(Dataset entries)
============
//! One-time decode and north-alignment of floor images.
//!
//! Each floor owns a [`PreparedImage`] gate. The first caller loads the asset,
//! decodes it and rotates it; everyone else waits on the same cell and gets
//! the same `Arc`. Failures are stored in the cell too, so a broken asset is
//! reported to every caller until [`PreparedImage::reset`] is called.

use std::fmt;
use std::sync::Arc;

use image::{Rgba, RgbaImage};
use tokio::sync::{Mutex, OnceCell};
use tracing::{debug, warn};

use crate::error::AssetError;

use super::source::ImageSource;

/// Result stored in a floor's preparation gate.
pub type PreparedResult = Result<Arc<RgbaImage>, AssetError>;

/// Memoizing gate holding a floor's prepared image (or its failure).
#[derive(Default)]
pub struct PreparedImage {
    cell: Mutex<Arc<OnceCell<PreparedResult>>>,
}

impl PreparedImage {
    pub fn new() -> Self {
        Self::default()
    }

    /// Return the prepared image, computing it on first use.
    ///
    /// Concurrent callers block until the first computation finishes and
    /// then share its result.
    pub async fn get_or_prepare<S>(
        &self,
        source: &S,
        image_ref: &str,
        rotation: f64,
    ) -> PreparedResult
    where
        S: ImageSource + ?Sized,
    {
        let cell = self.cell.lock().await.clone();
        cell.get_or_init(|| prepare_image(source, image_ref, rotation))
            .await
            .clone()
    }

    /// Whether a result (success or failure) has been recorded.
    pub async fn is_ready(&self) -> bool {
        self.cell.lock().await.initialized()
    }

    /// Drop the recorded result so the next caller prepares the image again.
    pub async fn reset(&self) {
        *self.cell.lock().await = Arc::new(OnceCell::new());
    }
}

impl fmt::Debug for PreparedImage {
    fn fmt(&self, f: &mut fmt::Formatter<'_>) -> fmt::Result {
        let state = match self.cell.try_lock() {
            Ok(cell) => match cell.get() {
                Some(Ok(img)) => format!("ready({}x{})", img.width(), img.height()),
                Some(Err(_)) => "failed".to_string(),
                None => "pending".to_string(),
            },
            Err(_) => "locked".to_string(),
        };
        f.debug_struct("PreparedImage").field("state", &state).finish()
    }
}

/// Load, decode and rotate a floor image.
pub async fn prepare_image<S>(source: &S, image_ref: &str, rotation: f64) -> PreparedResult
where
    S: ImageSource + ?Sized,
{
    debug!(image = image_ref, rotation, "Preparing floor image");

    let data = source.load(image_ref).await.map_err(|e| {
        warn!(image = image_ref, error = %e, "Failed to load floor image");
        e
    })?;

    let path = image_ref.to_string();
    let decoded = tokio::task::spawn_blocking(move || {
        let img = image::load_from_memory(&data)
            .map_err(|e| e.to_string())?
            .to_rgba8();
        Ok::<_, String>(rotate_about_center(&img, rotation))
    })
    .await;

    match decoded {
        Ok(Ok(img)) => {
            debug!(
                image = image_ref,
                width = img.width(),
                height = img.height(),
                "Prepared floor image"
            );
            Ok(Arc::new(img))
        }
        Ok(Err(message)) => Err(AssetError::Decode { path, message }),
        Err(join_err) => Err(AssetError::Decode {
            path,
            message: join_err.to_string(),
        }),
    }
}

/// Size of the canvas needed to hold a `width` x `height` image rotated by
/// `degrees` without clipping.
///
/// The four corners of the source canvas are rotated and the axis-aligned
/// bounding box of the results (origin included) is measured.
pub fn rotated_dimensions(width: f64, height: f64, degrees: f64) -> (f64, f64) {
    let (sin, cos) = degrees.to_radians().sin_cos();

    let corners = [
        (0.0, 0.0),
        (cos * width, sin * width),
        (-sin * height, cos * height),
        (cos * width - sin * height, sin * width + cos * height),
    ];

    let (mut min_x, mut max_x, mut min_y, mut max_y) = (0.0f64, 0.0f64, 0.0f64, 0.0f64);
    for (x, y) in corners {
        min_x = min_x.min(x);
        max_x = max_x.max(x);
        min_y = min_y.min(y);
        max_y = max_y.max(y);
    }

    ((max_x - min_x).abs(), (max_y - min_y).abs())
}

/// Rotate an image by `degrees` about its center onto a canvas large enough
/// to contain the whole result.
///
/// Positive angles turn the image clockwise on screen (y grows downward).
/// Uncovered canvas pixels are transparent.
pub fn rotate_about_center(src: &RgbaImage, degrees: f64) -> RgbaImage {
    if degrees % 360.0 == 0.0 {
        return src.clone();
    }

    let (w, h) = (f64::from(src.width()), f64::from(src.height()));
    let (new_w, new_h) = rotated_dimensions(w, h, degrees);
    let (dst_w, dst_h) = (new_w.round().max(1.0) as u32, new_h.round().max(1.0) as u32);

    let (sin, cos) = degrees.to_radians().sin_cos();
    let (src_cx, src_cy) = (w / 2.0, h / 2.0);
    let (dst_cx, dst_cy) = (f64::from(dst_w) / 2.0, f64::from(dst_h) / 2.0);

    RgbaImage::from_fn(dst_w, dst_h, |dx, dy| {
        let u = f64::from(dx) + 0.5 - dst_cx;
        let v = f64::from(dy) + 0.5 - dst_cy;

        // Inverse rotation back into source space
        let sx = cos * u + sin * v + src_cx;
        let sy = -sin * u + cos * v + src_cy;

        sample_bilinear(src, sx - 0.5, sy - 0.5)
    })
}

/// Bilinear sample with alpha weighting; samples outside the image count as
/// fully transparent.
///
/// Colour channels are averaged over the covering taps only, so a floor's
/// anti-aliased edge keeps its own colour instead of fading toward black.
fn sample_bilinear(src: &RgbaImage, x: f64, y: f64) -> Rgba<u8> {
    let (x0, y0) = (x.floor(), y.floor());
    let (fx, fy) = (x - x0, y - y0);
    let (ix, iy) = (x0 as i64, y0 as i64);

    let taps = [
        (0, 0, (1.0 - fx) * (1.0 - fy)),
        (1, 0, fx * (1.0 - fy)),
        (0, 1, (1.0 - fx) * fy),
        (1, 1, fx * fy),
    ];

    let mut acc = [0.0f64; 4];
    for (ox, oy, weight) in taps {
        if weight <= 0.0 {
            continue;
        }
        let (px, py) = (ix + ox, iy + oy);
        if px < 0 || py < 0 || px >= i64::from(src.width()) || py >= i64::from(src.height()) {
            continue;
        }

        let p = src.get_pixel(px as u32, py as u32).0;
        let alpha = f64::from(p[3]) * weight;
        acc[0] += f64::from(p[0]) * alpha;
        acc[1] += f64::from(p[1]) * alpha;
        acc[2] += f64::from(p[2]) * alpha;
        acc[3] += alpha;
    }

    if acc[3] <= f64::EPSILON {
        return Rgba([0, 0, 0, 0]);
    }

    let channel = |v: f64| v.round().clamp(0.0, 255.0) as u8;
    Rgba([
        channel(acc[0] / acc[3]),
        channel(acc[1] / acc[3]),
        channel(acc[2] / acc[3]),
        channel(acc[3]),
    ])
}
============
§ **THE TASK**
Set down the preceding data verbatim. Every line belongs in the copy.

§ **TASK RESPONSE**
//! One-time decode and north-alignment of floor images.
//!
//! Each floor owns a [`PreparedImage`] gate. The first caller loads the asset,
//! decodes it and rotates it; everyone else waits on the same cell and gets
//! the same `Arc`. Failures are stored in the cell too, so a broken asset is
//! reported to every caller until [`PreparedImage::reset`] is called.

use std::fmt;
use std::sync::Arc;

use image::{Rgba, RgbaImage};
use tokio::sync::{Mutex, OnceCell};
use tracing::{debug, warn};

use crate::error::AssetError;

use super::source::ImageSource;

/// Result stored in a floor's preparation gate.
pub type PreparedResult = Result<Arc<RgbaImage>, AssetError>;

/// Memoizing gate holding a floor's prepared image (or its failure).
#[derive(Default)]
pub struct PreparedImage {
    cell: Mutex<Arc<OnceCell<PreparedResult>>>,
}

impl PreparedImage {
    pub fn new() -> Self {
        Self::default()
    }

    /// Return the prepared image, computing it on first use.
    ///
    /// Concurrent callers block until the first computation finishes and
    /// then share its result.
    pub async fn get_or_prepare<S>(
        &self,
        source: &S,
        image_ref: &str,
        rotation: f64,
    ) -> PreparedResult
    where
        S: ImageSource + ?Sized,
    {
        let cell = self.cell.lock().await.clone();
        cell.get_or_init(|| prepare_image(source, image_ref, rotation))
            .await
            .clone()
    }

    /// Whether a result (success or failure) has been recorded.
    pub async fn is_ready(&self) -> bool {
        self.cell.lock().await.initialized()
    }

    /// Drop the recorded result so the next caller prepares the image again.
    pub async fn reset(&self) {
        *self.cell.lock().await = Arc::new(OnceCell::new());
    }
}

impl fmt::Debug for PreparedImage {
    fn fmt(&self, f: &mut fmt::Formatter<'_>) -> fmt::Result {
        let state = match self.cell.try_lock() {
            Ok(cell) => match cell.get() {
                Some(Ok(img)) => format!("ready({}x{})", img.width(), img.height()),
                Some(Err(_)) => "failed".to_string(),
                None => "pending".to_string(),
            },
            Err(_) => "locked".to_string(),
        };
        f.debug_struct("PreparedImage").field("state", &state).finish()
    }
}

/// Load, decode and rotate a floor image.
pub async fn prepare_image<S>(source: &S, image_ref: &str, rotation: f64) -> PreparedResult
where
    S: ImageSource + ?Sized,
{
    debug!(image = image_ref, rotation, "Preparing floor image");

    let data = source.load(image_ref).await.map_err(|e| {
        warn!(image = image_ref, error = %e, "Failed to load floor image");
        e
    })?;

    let path = image_ref.to_string();
    let decoded = tokio::task::spawn_blocking(move || {
        let img = image::load_from_memory(&data)
            .map_err(|e| e.to_string())?
            .to_rgba8();
        Ok::<_, String>(rotate_about_center(&img, rotation))
    })
    .await;

    match decoded {
        Ok(Ok(img)) => {
            debug!(
                image = image_ref,
                width = img.width(),
                height = img.height(),
                "Prepared floor image"
            );
            Ok(Arc::new(img))
        }
        Ok(Err(message)) => Err(AssetError::Decode { path, message }),
        Err(join_err) => Err(AssetError::Decode {
            path,
            message: join_err.to_string(),
        }),
    }
}

/// Size of the canvas needed to hold a `width` x `height` image rotated by
/// `degrees` without clipping.
///
/// The four corners of the source canvas are rotated and the axis-aligned
/// bounding box of the results (origin included) is measured.
pub fn rotated_dimensions(width: f64, height: f64, degrees: f64) -> (f64, f64) {
    let (sin, cos) = degrees.to_radians().sin_cos();

    let corners = [
        (0.0, 0.0),
        (cos * width, sin * width),
        (-sin * height, cos * height),
        (cos * width - sin * height, sin * width + cos * height),
    ];

    let (mut min_x, mut max_x, mut min_y, mut max_y) = (0.0f64, 0.0f64, 0.0f64, 0.0f64);
    for (x, y) in corners {
        min_x = min_x.min(x);
        max_x = max_x.max(x);
        min_y = min_y.min(y);
        max_y = max_y.max(y);
    }

    ((max_x - min_x).abs(), (max_y - min_y).abs())
}

/// Rotate an image by `degrees` about its center onto a canvas large enough
/// to contain the whole result.
///
/// Positive angles turn the image clockwise on screen (y grows downward).
/// Uncovered canvas pixels are transparent.
pub fn rotate_about_center(src: &RgbaImage, degrees: f64) -> RgbaImage {
    if degrees % 360.0 == 0.0 {
        return src.clone();
    }

    let (w, h) = (f64::from(src.width()), f64::from(src.height()));
    let (new_w, new_h) = rotated_dimensions(w, h, degrees);
    let (dst_w, dst_h) = (new_w.round().max(1.0) as u32, new_h.round().max(1.0) as u32);

    let (sin, cos) = degrees.to_radians().sin_cos();
    let (src_cx, src_cy) = (w / 2.0, h / 2.0);
    let (dst_cx, dst_cy) = (f64::from(dst_w) / 2.0, f64::from(dst_h) / 2.0);

    RgbaImage::from_fn(dst_w, dst_h, |dx, dy| {
        let u = f64::from(dx) + 0.5 - dst_cx;
        let v = f64::from(dy) + 0.5 - dst_cy;

        // Inverse rotation back into source space
        let sx = cos * u + sin * v + src_cx;
        let sy = -sin * u + cos * v + src_cy;

        sample_bilinear(src, sx - 0.5, sy - 0.5)
    })
}

/// Bilinear sample with alpha weighting; samples outside the image count as
/// fully transparent.
///
/// Colour channels are averaged over the covering taps only, so a floor's
/// anti-aliased edge keeps its own colour instead of fading toward black.
fn sample_bilinear(src: &RgbaImage, x: f64, y: f64) -> Rgba<u8> {
    let (x0, y0) = (x.floor(), y.floor());
    let (fx, fy) = (x - x0, y - y0);
    let (ix, iy) = (x0 as i64, y0 as i64);

    let taps = [
        (0, 0, (1.0 - fx) * (1.0 - fy)),
        (1, 0, fx * (1.0 - fy)),
        (0, 1, (1.0 - fx) * fy),
        (1, 1, fx * fy),
    ];

    let mut acc = [0.0f64; 4];
    for (ox, oy, weight) in taps {
        if weight <= 0.0 {
            continue;
        }
        let (px, py) = (ix + ox, iy + oy);
        if px < 0 || py < 0 || px >= i64::from(src.width()) || py >= i64::from(src.height()) {
            continue;
        }

        let p = src.get_pixel(px as u32, py as u32).0;
        let alpha = f64::from(p[3]) * weight;
        acc[0] += f64::from(p[0]) * alpha;
        acc[1] += f64::from(p[1]) * alpha;
        acc[2] += f64::from(p[2]) * alpha;
        acc[3] += alpha;
    }

    if acc[3] <= f64::EPSILON {
        return Rgba([0, 0, 0, 0]);
    }

    let channel = |v: f64| v.round().clamp(0.0, 255.0) as u8;
    Rgba([
        channel(acc[0] / acc[3]),
        channel(acc[1] / acc[3]),
        channel(acc[2] / acc[3]),
        channel(acc[3]),
    ])
}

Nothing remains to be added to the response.